* [Exercise description]: Every entry needs to be written out again exactly.

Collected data
━━━━━━━━━━━━━━━━━━━━
//! Short-time Fourier transform primitives shared by every analyzer.
//!
//! Frames are centred: frame `t` is centred on sample `t * hop`, with the
//! signal zero-padded by `n_fft / 2` on both sides. A signal of `len` samples
//! therefore yields `ceil(len / hop)` frames, which keeps every derived matrix
//! on the same time axis.

use std::f32::consts::PI;

use ndarray::{Array2, ArrayView1};
use rayon::prelude::*;
use rustfft::{num_complex::Complex, FftPlanner};

use super::error::{AnalysisError, Result};
use super::features::frame_count;

pub type Complex32 = Complex<f32>;

/// Periodic Hann window.
pub fn hann_window(size: usize) -> Vec<f32> {
    (0..size)
        .map(|i| 0.5 * (1.0 - (2.0 * PI * i as f32 / size as f32).cos()))
        .collect()
}

pub fn num_bins(n_fft: usize) -> usize {
    n_fft / 2 + 1
}

fn check_params(n_fft: usize, hop_length: usize) -> Result<()> {
    if n_fft < 2 {
        return Err(AnalysisError::invalid(format!("n_fft must be at least 2, got {n_fft}")));
    }
    if hop_length == 0 {
        return Err(AnalysisError::invalid("hop_length must be positive"));
    }
    Ok(())
}

/// Complex spectrogram indexed `[bin, frame]`.
pub fn stft(samples: &[f32], n_fft: usize, hop_length: usize) -> Result<Array2<Complex32>> {
    check_params(n_fft, hop_length)?;

    let mut planner = FftPlanner::<f32>::new();
    let fft = planner.plan_fft_forward(n_fft);
    let window = hann_window(n_fft);
    let bins = num_bins(n_fft);
    let frames = frame_count(samples.len(), hop_length);
    let half = (n_fft / 2) as isize;

    let columns: Vec<Vec<Complex32>> = (0..frames)
        .into_par_iter()
        .map(|t| {
            let start = (t * hop_length) as isize - half;
            let mut buffer: Vec<Complex32> = window
                .iter()
                .enumerate()
                .map(|(i, &w)| {
                    let idx = start + i as isize;
                    let s = if idx >= 0 && (idx as usize) < samples.len() {
                        samples[idx as usize]
                    } else {
                        0.0
                    };
                    Complex::new(s * w, 0.0)
                })
                .collect();
            fft.process(&mut buffer);
            buffer.truncate(bins);
            buffer
        })
        .collect();

    let mut spectrum = Array2::from_elem((bins, frames), Complex::new(0.0, 0.0));
    for (t, column) in columns.iter().enumerate() {
        spectrum.column_mut(t).assign(&ArrayView1::from(&column[..]));
    }
    Ok(spectrum)
}

/// Power spectrogram `|X|^2` indexed `[bin, frame]`.
pub fn power_spectrogram(samples: &[f32], n_fft: usize, hop_length: usize) -> Result<Array2<f32>> {
    Ok(stft(samples, n_fft, hop_length)?.mapv(|c| c.norm_sqr()))
}

/// Magnitude spectrogram `|X|` indexed `[bin, frame]`.
pub fn magnitude_spectrogram(
    samples: &[f32],
    n_fft: usize,
    hop_length: usize,
) -> Result<Array2<f32>> {
    Ok(stft(samples, n_fft, hop_length)?.mapv(|c| c.norm()))
}

/// Inverse of [`stft`] by windowed overlap-add, producing exactly `length` samples.
pub fn istft(
    spectrum: &Array2<Complex32>,
    n_fft: usize,
    hop_length: usize,
    length: usize,
) -> Result<Vec<f32>> {
    check_params(n_fft, hop_length)?;
    let bins = num_bins(n_fft);
    if spectrum.nrows() != bins {
        return Err(AnalysisError::invalid(format!(
            "spectrum has {} bins, expected {} for n_fft {}",
            spectrum.nrows(),
            bins,
            n_fft
        )));
    }

    let mut planner = FftPlanner::<f32>::new();
    let ifft = planner.plan_fft_inverse(n_fft);
    let window = hann_window(n_fft);
    let half = (n_fft / 2) as isize;
    let scale = 1.0 / n_fft as f32;

    let mut output = vec![0.0f32; length];
    let mut window_sum = vec![0.0f32; length];
    let mut buffer = vec![Complex::new(0.0, 0.0); n_fft];

    for (t, column) in spectrum.columns().into_iter().enumerate() {
        for (i, &c) in column.iter().enumerate() {
            buffer[i] = c;
        }
        // Rebuild the conjugate-symmetric negative frequencies
        for i in 1..n_fft - bins + 1 {
            buffer[n_fft - i] = column[i].conj();
        }
        ifft.process(&mut buffer);

        let start = (t * hop_length) as isize - half;
        for (i, &w) in window.iter().enumerate() {
            let idx = start + i as isize;
            if idx < 0 || idx as usize >= length {
                continue;
            }
            let idx = idx as usize;
            output[idx] += buffer[i].re * scale * w;
            window_sum[idx] += w * w;
        }
    }

    for (sample, &ws) in output.iter_mut().zip(window_sum.iter()) {
        if ws > 1e-8 {
            *sample /= ws;
        }
    }

    Ok(output)
}

#[cfg(test)]
mod tests {
    use super::*;

    #[test]
    fn hann_window_shape() {
        let window = hann_window(4);
        assert_eq!(window.len(), 4);
        assert!(window[0] < 0.01);
        assert!(window[2] > 0.99);
    }

    #[test]
    fn stft_shape_follows_hop() {
        let samples = vec![0.5f32; 5000];
        let spec = stft(&samples, 512, 128).unwrap();
        assert_eq!(spec.nrows(), 257);
        assert_eq!(spec.ncols(), 5000usize.div_ceil(128));
    }

    #[test]
    fn sine_peaks_at_its_bin() {
        let sr = 8000.0;
        let n_fft = 1024;
        // 1000 Hz lands exactly on bin 128
        let samples: Vec<f32> = (0..8000)
            .map(|i| (2.0 * PI * 1000.0 * i as f32 / sr).sin())
            .collect();
        let power = power_spectrogram(&samples, n_fft, 256).unwrap();
        let mid = power.column(power.ncols() / 2);
        let peak = mid
            .iter()
            .enumerate()
            .max_by(|a, b| a.1.total_cmp(b.1))
            .map(|(i, _)| i)
            .unwrap();
        assert_eq!(peak, 128);
    }

    #[test]
    fn istft_reconstructs_signal() {
        let samples: Vec<f32> = (0..6000)
            .map(|i| (i as f32 * 0.01).sin() * 0.5 + (i as f32 * 0.173).cos() * 0.25)
            .collect();
        let spec = stft(&samples, 1024, 256).unwrap();
        let rebuilt = istft(&spec, 1024, 256, samples.len()).unwrap();
        assert_eq!(rebuilt.len(), samples.len());
        let max_err = samples
            .iter()
            .zip(rebuilt.iter())
            .map(|(a, b)| (a - b).abs())
            .fold(0.0f32, f32::max);
        assert!(max_err < 1e-3, "max reconstruction error {max_err}");
    }

    #[test]
    fn rejects_zero_hop() {
        assert!(matches!(
            stft(&[0.0; 16], 8, 0),
            Err(AnalysisError::InvalidParameter(_))
        ));
    }
}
━━━━━━━━━━━━━━━━━━━━
* [Expected answer]:
//! Short-time Fourier transform primitives shared by every analyzer.
//!
//! Frames are centred: frame `t` is centred on sample `t * hop`, with the
//! signal zero-padded by `n_fft / 2` on both sides. A signal of `len` samples
//! therefore yields `ceil(len / hop)` frames, which keeps every derived matrix
//! on the same time axis.

use std::f32::consts::PI;

use ndarray::{Array2, ArrayView1};
use rayon::prelude::*;
use rustfft::{num_complex::Complex, FftPlanner};

use super::error::{AnalysisError, Result};
use super::features::frame_count;

pub type Complex32 = Complex<f32>;

/// Periodic Hann window.
pub fn hann_window(size: usize) -> Vec<f32> {
    (0..size)
        .map(|i| 0.5 * (1.0 - (2.0 * PI * i as f32 / size as f32).cos()))
        .collect()
}

pub fn num_bins(n_fft: usize) -> usize {
    n_fft / 2 + 1
}

fn check_params(n_fft: usize, hop_length: usize) -> Result<()> {
    if n_fft < 2 {
        return Err(AnalysisError::invalid(format!("n_fft must be at least 2, got {n_fft}")));
    }
    if hop_length == 0 {
        return Err(AnalysisError::invalid("hop_length must be positive"));
    }
    Ok(())
}

/// Complex spectrogram indexed `[bin, frame]`.
pub fn stft(samples: &[f32], n_fft: usize, hop_length: usize) -> Result<Array2<Complex32>> {
    check_params(n_fft, hop_length)?;

    let mut planner = FftPlanner::<f32>::new();
    let fft = planner.plan_fft_forward(n_fft);
    let window = hann_window(n_fft);
    let bins = num_bins(n_fft);
    let frames = frame_count(samples.len(), hop_length);
    let half = (n_fft / 2) as isize;

    let columns: Vec<Vec<Complex32>> = (0..frames)
        .into_par_iter()
        .map(|t| {
            let start = (t * hop_length) as isize - half;
            let mut buffer: Vec<Complex32> = window
                .iter()
                .enumerate()
                .map(|(i, &w)| {
                    let idx = start + i as isize;
                    let s = if idx >= 0 && (idx as usize) < samples.len() {
                        samples[idx as usize]
                    } else {
                        0.0
                    };
                    Complex::new(s * w, 0.0)
                })
                .collect();
            fft.process(&mut buffer);
            buffer.truncate(bins);
            buffer
        })
        .collect();

    let mut spectrum = Array2::from_elem((bins, frames), Complex::new(0.0, 0.0));
    for (t, column) in columns.iter().enumerate() {
        spectrum.column_mut(t).assign(&ArrayView1::from(&column[..]));
    }
    Ok(spectrum)
}

/// Power spectrogram `|X|^2` indexed `[bin, frame]`.
pub fn power_spectrogram(samples: &[f32], n_fft: usize, hop_length: usize) -> Result<Array2<f32>> {
    Ok(stft(samples, n_fft, hop_length)?.mapv(|c| c.norm_sqr()))
}

/// Magnitude spectrogram `|X|` indexed `[bin, frame]`.
pub fn magnitude_spectrogram(
    samples: &[f32],
    n_fft: usize,
    hop_length: usize,
) -> Result<Array2<f32>> {
    Ok(stft(samples, n_fft, hop_length)?.mapv(|c| c.norm()))
}

/// Inverse of [`stft`] by windowed overlap-add, producing exactly `length` samples.
pub fn istft(
    spectrum: &Array2<Complex32>,
    n_fft: usize,
    hop_length: usize,
    length: usize,
) -> Result<Vec<f32>> {
    check_params(n_fft, hop_length)?;
    let bins = num_bins(n_fft);
    if spectrum.nrows() != bins {
        return Err(AnalysisError::invalid(format!(
            "spectrum has {} bins, expected {} for n_fft {}",
            spectrum.nrows(),
            bins,
            n_fft
        )));
    }

    let mut planner = FftPlanner::<f32>::new();
    let ifft = planner.plan_fft_inverse(n_fft);
    let window = hann_window(n_fft);
    let half = (n_fft / 2) as isize;
    let scale = 1.0 / n_fft as f32;

    let mut output = vec![0.0f32; length];
    let mut window_sum = vec![0.0f32; length];
    let mut buffer = vec![Complex::new(0.0, 0.0); n_fft];

    for (t, column) in spectrum.columns().into_iter().enumerate() {
        for (i, &c) in column.iter().enumerate() {
            buffer[i] = c;
        }
        // Rebuild the conjugate-symmetric negative frequencies
        for i in 1..n_fft - bins + 1 {
            buffer[n_fft - i] = column[i].conj();
        }
        ifft.process(&mut buffer);

        let start = (t * hop_length) as isize - half;
        for (i, &w) in window.iter().enumerate() {
            let idx = start + i as isize;
            if idx < 0 || idx as usize >= length {
                continue;
            }
            let idx = idx as usize;
            output[idx] += buffer[i].re * scale * w;
            window_sum[idx] += w * w;
        }
    }

    for (sample, &ws) in output.iter_mut().zip(window_sum.iter()) {
        if ws > 1e-8 {
            *sample /= ws;
        }
    }

    Ok(output)
}

#[cfg(test)]
mod tests {
    use super::*;

    #[test]
    fn hann_window_shape() {
        let window = hann_window(4);
        assert_eq!(window.len(), 4);
        assert!(window[0] < 0.01);
        assert!(window[2] > 0.99);
    }

    #[test]
    fn stft_shape_follows_hop() {
        let samples = vec![0.5f32; 5000];
        let spec = stft(&samples, 512, 128).unwrap();
        assert_eq!(spec.nrows(), 257);
        assert_eq!(spec.ncols(), 5000usize.div_ceil(128));
    }

    #[test]
    fn sine_peaks_at_its_bin() {
        let sr = 8000.0;
        let n_fft = 1024;
        // 1000 Hz lands exactly on bin 128
        let samples: Vec<f32> = (0..8000)
            .map(|i| (2.0 * PI * 1000.0 * i as f32 / sr).sin())
            .collect();
        let power = power_spectrogram(&samples, n_fft, 256).unwrap();
        let mid = power.column(power.ncols() / 2);
        let peak = mid
            .iter()
            .enumerate()
            .max_by(|a, b| a.1.total_cmp(b.1))
            .map(|(i, _)| i)
            .unwrap();
        assert_eq!(peak, 128);
    }

    #[test]
    fn istft_reconstructs_signal() {
        let samples: Vec<f32> = (0..6000)
            .map(|i| (i as f32 * 0.01).sin() * 0.5 + (i as f32 * 0.173).cos() * 0.25)
            .collect();
        let spec = stft(&samples, 1024, 256).unwrap();
        let rebuilt = istft(&spec, 1024, 256, samples.len()).unwrap();
        assert_eq!(rebuilt.len(), samples.len());
        let max_err = samples
            .iter()
            .zip(rebuilt.iter())
            .map(|(a, b)| (a - b).abs())
            .fold(0.0f32, f32::max);
        assert!(max_err < 1e-3, "max reconstruction error {max_err}");
    }

    #[test]
    fn rejects_zero_hop() {
        assert!(matches!(
            stft(&[0.0; 16], 8, 0),
            Err(AnalysisError::InvalidParameter(_))
        ));
    }
}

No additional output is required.